> [WHAT TO DO] Given the records below, pull every line with the word "header" into the answer.

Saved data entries

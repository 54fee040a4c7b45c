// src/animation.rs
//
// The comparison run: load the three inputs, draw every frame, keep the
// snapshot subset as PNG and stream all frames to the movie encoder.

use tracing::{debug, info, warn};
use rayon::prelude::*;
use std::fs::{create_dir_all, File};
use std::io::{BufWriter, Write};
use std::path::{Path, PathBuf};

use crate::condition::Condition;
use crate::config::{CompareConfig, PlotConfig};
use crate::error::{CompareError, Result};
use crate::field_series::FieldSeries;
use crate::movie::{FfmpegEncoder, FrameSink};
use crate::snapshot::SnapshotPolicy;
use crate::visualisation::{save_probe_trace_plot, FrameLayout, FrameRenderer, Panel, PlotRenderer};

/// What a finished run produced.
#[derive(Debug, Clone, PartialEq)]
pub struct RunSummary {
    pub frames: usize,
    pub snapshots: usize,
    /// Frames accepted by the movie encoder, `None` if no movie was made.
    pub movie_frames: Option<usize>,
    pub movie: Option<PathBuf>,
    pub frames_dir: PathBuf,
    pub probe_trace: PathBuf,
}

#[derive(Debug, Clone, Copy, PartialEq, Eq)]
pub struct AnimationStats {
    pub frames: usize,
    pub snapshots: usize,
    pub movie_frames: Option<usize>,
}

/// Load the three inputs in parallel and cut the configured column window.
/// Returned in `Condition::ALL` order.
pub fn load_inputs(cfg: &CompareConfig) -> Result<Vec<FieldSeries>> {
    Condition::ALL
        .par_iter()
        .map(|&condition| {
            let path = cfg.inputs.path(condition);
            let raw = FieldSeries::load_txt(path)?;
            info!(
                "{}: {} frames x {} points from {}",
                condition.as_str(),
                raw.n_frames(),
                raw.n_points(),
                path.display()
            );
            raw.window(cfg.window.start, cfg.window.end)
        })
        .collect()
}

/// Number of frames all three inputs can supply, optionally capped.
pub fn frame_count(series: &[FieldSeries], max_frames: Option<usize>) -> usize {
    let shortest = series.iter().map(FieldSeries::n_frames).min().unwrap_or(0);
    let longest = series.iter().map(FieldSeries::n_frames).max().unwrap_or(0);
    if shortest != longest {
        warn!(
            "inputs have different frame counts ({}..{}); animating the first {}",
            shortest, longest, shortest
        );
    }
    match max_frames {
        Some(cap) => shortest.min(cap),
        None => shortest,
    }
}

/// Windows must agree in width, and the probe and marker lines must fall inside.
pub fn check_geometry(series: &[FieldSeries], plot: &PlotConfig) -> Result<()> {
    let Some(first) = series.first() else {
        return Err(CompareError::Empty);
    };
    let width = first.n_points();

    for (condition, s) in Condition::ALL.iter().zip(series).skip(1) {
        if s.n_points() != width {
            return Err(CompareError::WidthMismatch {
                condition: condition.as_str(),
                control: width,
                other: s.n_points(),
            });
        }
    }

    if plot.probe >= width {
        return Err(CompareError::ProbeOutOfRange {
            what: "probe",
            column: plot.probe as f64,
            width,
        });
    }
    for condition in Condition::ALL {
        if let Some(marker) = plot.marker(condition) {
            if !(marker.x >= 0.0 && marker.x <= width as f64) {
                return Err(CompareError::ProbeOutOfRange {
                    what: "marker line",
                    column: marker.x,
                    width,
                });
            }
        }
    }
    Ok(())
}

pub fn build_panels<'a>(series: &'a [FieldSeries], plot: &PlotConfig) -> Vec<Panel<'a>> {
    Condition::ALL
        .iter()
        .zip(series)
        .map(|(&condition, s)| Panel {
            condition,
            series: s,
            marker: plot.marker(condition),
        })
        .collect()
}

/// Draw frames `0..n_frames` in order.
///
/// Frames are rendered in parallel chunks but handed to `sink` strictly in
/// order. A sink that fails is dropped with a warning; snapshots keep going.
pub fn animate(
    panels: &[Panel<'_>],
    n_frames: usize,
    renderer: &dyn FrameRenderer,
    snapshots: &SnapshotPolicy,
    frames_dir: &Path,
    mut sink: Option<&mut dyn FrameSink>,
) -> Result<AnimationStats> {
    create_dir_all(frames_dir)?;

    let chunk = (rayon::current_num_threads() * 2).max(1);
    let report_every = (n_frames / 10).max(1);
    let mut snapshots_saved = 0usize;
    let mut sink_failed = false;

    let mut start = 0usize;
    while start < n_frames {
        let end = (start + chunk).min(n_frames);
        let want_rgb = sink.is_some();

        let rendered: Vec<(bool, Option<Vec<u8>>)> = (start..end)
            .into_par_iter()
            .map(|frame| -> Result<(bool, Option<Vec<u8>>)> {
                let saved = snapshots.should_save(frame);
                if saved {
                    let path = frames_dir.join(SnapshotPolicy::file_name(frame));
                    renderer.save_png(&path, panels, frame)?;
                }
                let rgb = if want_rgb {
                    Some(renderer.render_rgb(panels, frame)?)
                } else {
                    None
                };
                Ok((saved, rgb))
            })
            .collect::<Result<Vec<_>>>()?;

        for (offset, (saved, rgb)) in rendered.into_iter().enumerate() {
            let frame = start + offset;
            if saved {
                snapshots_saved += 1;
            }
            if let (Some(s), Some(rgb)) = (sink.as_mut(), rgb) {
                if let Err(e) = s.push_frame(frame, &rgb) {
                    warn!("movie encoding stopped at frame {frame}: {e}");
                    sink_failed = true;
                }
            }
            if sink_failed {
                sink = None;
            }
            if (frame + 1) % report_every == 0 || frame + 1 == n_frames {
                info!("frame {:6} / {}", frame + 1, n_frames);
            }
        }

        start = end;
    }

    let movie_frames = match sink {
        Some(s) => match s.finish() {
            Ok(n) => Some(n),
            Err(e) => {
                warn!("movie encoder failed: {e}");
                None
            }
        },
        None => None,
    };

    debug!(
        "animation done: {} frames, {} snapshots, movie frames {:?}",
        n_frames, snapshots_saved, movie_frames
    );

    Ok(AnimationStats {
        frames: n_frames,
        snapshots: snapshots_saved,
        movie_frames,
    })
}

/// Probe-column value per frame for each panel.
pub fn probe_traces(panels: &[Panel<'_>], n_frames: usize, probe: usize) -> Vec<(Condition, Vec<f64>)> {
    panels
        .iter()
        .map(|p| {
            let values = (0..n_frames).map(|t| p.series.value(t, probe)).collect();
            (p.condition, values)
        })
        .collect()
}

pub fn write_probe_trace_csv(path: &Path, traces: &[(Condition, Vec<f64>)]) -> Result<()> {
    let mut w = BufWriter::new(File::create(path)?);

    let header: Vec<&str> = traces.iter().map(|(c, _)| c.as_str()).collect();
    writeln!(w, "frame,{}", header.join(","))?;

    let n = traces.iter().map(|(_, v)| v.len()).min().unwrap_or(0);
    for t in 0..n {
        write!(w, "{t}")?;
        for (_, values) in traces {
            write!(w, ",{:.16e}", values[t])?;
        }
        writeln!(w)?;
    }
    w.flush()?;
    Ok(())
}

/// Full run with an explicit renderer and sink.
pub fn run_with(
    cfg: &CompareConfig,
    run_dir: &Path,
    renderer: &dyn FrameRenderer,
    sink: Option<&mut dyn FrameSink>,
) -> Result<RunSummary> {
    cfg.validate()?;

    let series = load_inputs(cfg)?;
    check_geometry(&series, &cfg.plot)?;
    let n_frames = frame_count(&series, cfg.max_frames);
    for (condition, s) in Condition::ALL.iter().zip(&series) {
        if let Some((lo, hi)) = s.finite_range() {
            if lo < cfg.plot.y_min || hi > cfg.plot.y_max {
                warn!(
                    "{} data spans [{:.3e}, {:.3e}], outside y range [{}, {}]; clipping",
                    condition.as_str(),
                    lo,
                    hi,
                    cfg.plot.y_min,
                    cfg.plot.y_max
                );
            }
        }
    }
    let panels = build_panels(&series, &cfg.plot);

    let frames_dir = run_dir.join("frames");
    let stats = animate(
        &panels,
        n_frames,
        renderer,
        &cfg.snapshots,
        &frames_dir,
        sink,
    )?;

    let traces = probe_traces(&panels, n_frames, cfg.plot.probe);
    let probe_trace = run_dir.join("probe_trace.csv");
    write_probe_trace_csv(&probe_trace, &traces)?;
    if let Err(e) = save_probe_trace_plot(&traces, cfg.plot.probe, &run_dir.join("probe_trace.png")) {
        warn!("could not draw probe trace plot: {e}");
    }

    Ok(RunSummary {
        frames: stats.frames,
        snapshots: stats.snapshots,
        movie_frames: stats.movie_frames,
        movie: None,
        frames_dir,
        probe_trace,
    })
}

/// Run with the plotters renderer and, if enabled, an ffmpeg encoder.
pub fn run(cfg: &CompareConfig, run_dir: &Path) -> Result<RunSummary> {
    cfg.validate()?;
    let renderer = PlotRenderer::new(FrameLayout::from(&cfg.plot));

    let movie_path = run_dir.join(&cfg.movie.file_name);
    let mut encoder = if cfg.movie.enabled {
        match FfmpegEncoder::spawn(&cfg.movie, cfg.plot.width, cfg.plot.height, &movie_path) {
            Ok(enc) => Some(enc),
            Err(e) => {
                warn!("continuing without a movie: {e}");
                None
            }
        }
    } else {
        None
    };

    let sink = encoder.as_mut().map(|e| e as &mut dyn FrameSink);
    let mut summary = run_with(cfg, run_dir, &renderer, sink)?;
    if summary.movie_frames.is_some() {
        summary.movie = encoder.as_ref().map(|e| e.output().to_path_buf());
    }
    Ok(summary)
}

> [EXERCISE ANSWER]
    let header: Vec<&str> = traces.iter().map(|(c, _)| c.as_str()).collect();
    writeln!(w, "frame,{}", header.join(","))?;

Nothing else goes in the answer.